Some of the summer program locations will start on June 7, others on June 14, and even more on June 28, Sharp said. The department hopes that having staggered program start dates will allow parents to enroll their children whenever the school semester may end for them.
The Parks department will still be enforcing coronavirus prevention measures, such as social distancing and mask-wearing, Sharp said. Last summer, the Parks department was able to run day camps at eight different locations in partnership with the San Antonio Metropolitan Health District, which aided in establishing public health protocols.

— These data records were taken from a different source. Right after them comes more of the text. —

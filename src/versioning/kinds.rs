//! The versioned kinds stored by the application.

use sqlx::sqlite::SqliteRow;
use sqlx::Row;

use super::{SqlValue, VersionedKind};
use crate::errors::AppError;
use crate::models::{ExamScoreValues, LetterValues, PhotoValues, StudentValues, TimelineEventValues};

/// Year-scoped student details (grade, school, enrollment).
pub struct StudentRecordKind;

impl VersionedKind for StudentRecordKind {
    const NAME: &'static str = "Student";
    const TABLE: &'static str = "student_records";
    const ENTITY_COLUMN: &'static str = "student_id";
    const ANCHOR_TABLE: &'static str = "students";
    const VALUE_COLUMNS: &'static [&'static str] =
        &["grade_level", "school_name", "enrollment_status", "notes"];

    type Values = StudentValues;

    fn bind_values(values: &StudentValues) -> Vec<SqlValue> {
        vec![
            SqlValue::Text(values.grade_level.clone()),
            SqlValue::Text(values.school_name.clone()),
            SqlValue::Text(values.enrollment_status.clone()),
            SqlValue::Text(values.notes.clone()),
        ]
    }

    fn values_from_row(row: &SqliteRow) -> StudentValues {
        StudentValues {
            grade_level: row.get("grade_level"),
            school_name: row.get("school_name"),
            enrollment_status: row.get("enrollment_status"),
            notes: row.get("notes"),
        }
    }
}

/// Yearly student photo.
pub struct StudentPhotoKind;

impl VersionedKind for StudentPhotoKind {
    const NAME: &'static str = "Student photo";
    const TABLE: &'static str = "student_photos";
    const ENTITY_COLUMN: &'static str = "student_id";
    const ANCHOR_TABLE: &'static str = "students";
    const VALUE_COLUMNS: &'static [&'static str] = &["photo_url", "caption"];

    type Values = PhotoValues;

    fn bind_values(values: &PhotoValues) -> Vec<SqlValue> {
        vec![
            SqlValue::Text(values.photo_url.clone()),
            SqlValue::Text(values.caption.clone()),
        ]
    }

    fn values_from_row(row: &SqliteRow) -> PhotoValues {
        PhotoValues {
            photo_url: row.get("photo_url"),
            caption: row.get("caption"),
        }
    }
}

/// A student's score on one exam.
pub struct ExamScoreKind;

impl VersionedKind for ExamScoreKind {
    const NAME: &'static str = "Exam score";
    const TABLE: &'static str = "exam_score_records";
    const ENTITY_COLUMN: &'static str = "score_id";
    const ANCHOR_TABLE: &'static str = "exam_scores";
    const VALUE_COLUMNS: &'static [&'static str] = &["score", "did_not_sit", "remarks"];

    type Values = ExamScoreValues;

    fn bind_values(values: &ExamScoreValues) -> Vec<SqlValue> {
        vec![
            SqlValue::Real(values.score),
            SqlValue::Int(Some(values.did_not_sit as i64)),
            SqlValue::Text(values.remarks.clone()),
        ]
    }

    fn values_from_row(row: &SqliteRow) -> ExamScoreValues {
        let did_not_sit: i64 = row.get("did_not_sit");
        ExamScoreValues {
            score: row.get("score"),
            did_not_sit: did_not_sit != 0,
            remarks: row.get("remarks"),
        }
    }

    fn validate(values: &ExamScoreValues) -> Result<(), AppError> {
        if let Some(score) = values.score {
            if score < 0.0 || !score.is_finite() {
                return Err(AppError::Validation(
                    "Score must be a non-negative number".to_string(),
                ));
            }
        }
        Ok(())
    }
}

/// Letter exchanged between a student and a sponsor.
pub struct LetterKind;

impl VersionedKind for LetterKind {
    const NAME: &'static str = "Letter";
    const TABLE: &'static str = "letter_records";
    const ENTITY_COLUMN: &'static str = "letter_id";
    const ANCHOR_TABLE: &'static str = "letters";
    const VALUE_COLUMNS: &'static [&'static str] = &["title", "body", "letter_url", "sent_date"];

    type Values = LetterValues;

    fn bind_values(values: &LetterValues) -> Vec<SqlValue> {
        vec![
            SqlValue::Text(values.title.clone()),
            SqlValue::Text(values.body.clone()),
            SqlValue::Text(values.letter_url.clone()),
            SqlValue::Text(values.sent_date.clone()),
        ]
    }

    fn values_from_row(row: &SqliteRow) -> LetterValues {
        LetterValues {
            title: row.get("title"),
            body: row.get("body"),
            letter_url: row.get("letter_url"),
            sent_date: row.get("sent_date"),
        }
    }
}

/// Narrative entry on a student's timeline.
pub struct TimelineEventKind;

impl VersionedKind for TimelineEventKind {
    const NAME: &'static str = "Timeline event";
    const TABLE: &'static str = "timeline_event_records";
    const ENTITY_COLUMN: &'static str = "event_id";
    const ANCHOR_TABLE: &'static str = "timeline_events";
    const VALUE_COLUMNS: &'static [&'static str] =
        &["event_type", "title", "description", "event_date"];

    type Values = TimelineEventValues;

    fn bind_values(values: &TimelineEventValues) -> Vec<SqlValue> {
        vec![
            SqlValue::Text(values.event_type.clone()),
            SqlValue::Text(values.title.clone()),
            SqlValue::Text(values.description.clone()),
            SqlValue::Text(values.event_date.clone()),
        ]
    }

    fn values_from_row(row: &SqliteRow) -> TimelineEventValues {
        TimelineEventValues {
            event_type: row.get("event_type"),
            title: row.get("title"),
            description: row.get("description"),
            event_date: row.get("event_date"),
        }
    }
}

Because of social distancing and the fact that there are fewer locations in use than in previous years for the Parks and Recreation youth summer program, the department anticipates enrolling fewer kids than usual, Director Homer Garcia III said.
“We typically have between 35 to 40 school sites, so we are significantly reduced in the number of school sites,” he said. “The other thing is we’ve reduced the quantity per site because we’re trying to be mindful of being able to social distance. So where a site may pre-pandemic had been at, say, 125, we may be at 62 [kids].”
Like before, if the program fills up before families who want to enroll their kids can do so, they will be put on a waitlist, Garcia added.
Families will pay a reduced fee for the summer program, said Nikki Ramos, assistant director of Parks and Recreation. The enrollment fee is $25 for one child, $40 for two, and $55 for three or more. That includes all of the program activities and meals, she said.
“Last year was free,” Ramos said. “This year we decided it was best to just offer the reduced fee with no income verification required.”
The signup for youth summer programs has not opened yet, but more details can be found on the Parks and Recreation website here. For people who want to register in-person, they can go to any of the 12 currently open community centers or the Ron Darner Headquarters located at 5800 Enrique Barrera Parkway.